Retype every record below exactly as it is written.
***
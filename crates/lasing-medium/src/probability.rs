//! Validated per-tick probabilities and Bernoulli draws.
//!
//! Every rate in the model is a tick-rate probability, not a continuous-time
//! rate: no time-step scaling is applied, so callers keep the values small
//! relative to 1 when they want continuous kinetics.

use rand::Rng;
use serde::Serialize;

use crate::error::MediumError;

/// A probability in the closed interval `[0, 1]`.
///
/// The bounds are checked once at construction, so draws against it never
/// need to handle invalid values.
#[derive(Debug, Clone, Copy, PartialEq, PartialOrd, Serialize)]
pub struct Probability(f64);

impl Probability {
    /// The impossible event.
    pub const NEVER: Self = Self(0.0);

    /// The certain event.
    pub const ALWAYS: Self = Self(1.0);

    /// Validate `value` as a probability.
    ///
    /// # Errors
    ///
    /// Returns [`MediumError::InvalidProbability`] if `value` is NaN or lies
    /// outside `[0, 1]`.
    pub fn new(name: &'static str, value: f64) -> Result<Self, MediumError> {
        if (0.0..=1.0).contains(&value) {
            Ok(Self(value))
        } else {
            Err(MediumError::InvalidProbability { name, value })
        }
    }

    /// Return the raw value.
    pub const fn value(self) -> f64 {
        self.0
    }

    /// Draw once against this probability.
    ///
    /// A uniform sample in `[0, 1)` strictly below the probability counts as
    /// success, so [`Probability::NEVER`] never fires and
    /// [`Probability::ALWAYS`] always does.
    pub fn sample(self, rng: &mut impl Rng) -> bool {
        rng.random::<f64>() < self.0
    }
}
***
**Response area**
filename crates/lasing-medium/src/probability.rs
//! Validated per-tick probabilities and Bernoulli draws.
//!
//! Every rate in the model is a tick-rate probability, not a continuous-time
//! rate: no time-step scaling is applied, so callers keep the values small
//! relative to 1 when they want continuous kinetics.

use rand::Rng;
use serde::Serialize;

use crate::error::MediumError;

/// A probability in the closed interval `[0, 1]`.
///
/// The bounds are checked once at construction, so draws against it never
/// need to handle invalid values.
#[derive(Debug, Clone, Copy, PartialEq, PartialOrd, Serialize)]
pub struct Probability(f64);

impl Probability {
    /// The impossible event.
    pub const NEVER: Self = Self(0.0);

    /// The certain event.
    pub const ALWAYS: Self = Self(1.0);

    /// Validate `value` as a probability.
    ///
    /// # Errors
    ///
    /// Returns [`MediumError::InvalidProbability`] if `value` is NaN or lies
    /// outside `[0, 1]`.
    pub fn new(name: &'static str, value: f64) -> Result<Self, MediumError> {
        if (0.0..=1.0).contains(&value) {
            Ok(Self(value))
        } else {
            Err(MediumError::InvalidProbability { name, value })
        }
    }

    /// Return the raw value.
    pub const fn value(self) -> f64 {
        self.0
    }

    /// Draw once against this probability.
    ///
    /// A uniform sample in `[0, 1)` strictly below the probability counts as
    /// success, so [`Probability::NEVER`] never fires and
    /// [`Probability::ALWAYS`] always does.
    pub fn sample(self, rng: &mut impl Rng) -> bool {
        rng.random::<f64>() < self.0
    }
}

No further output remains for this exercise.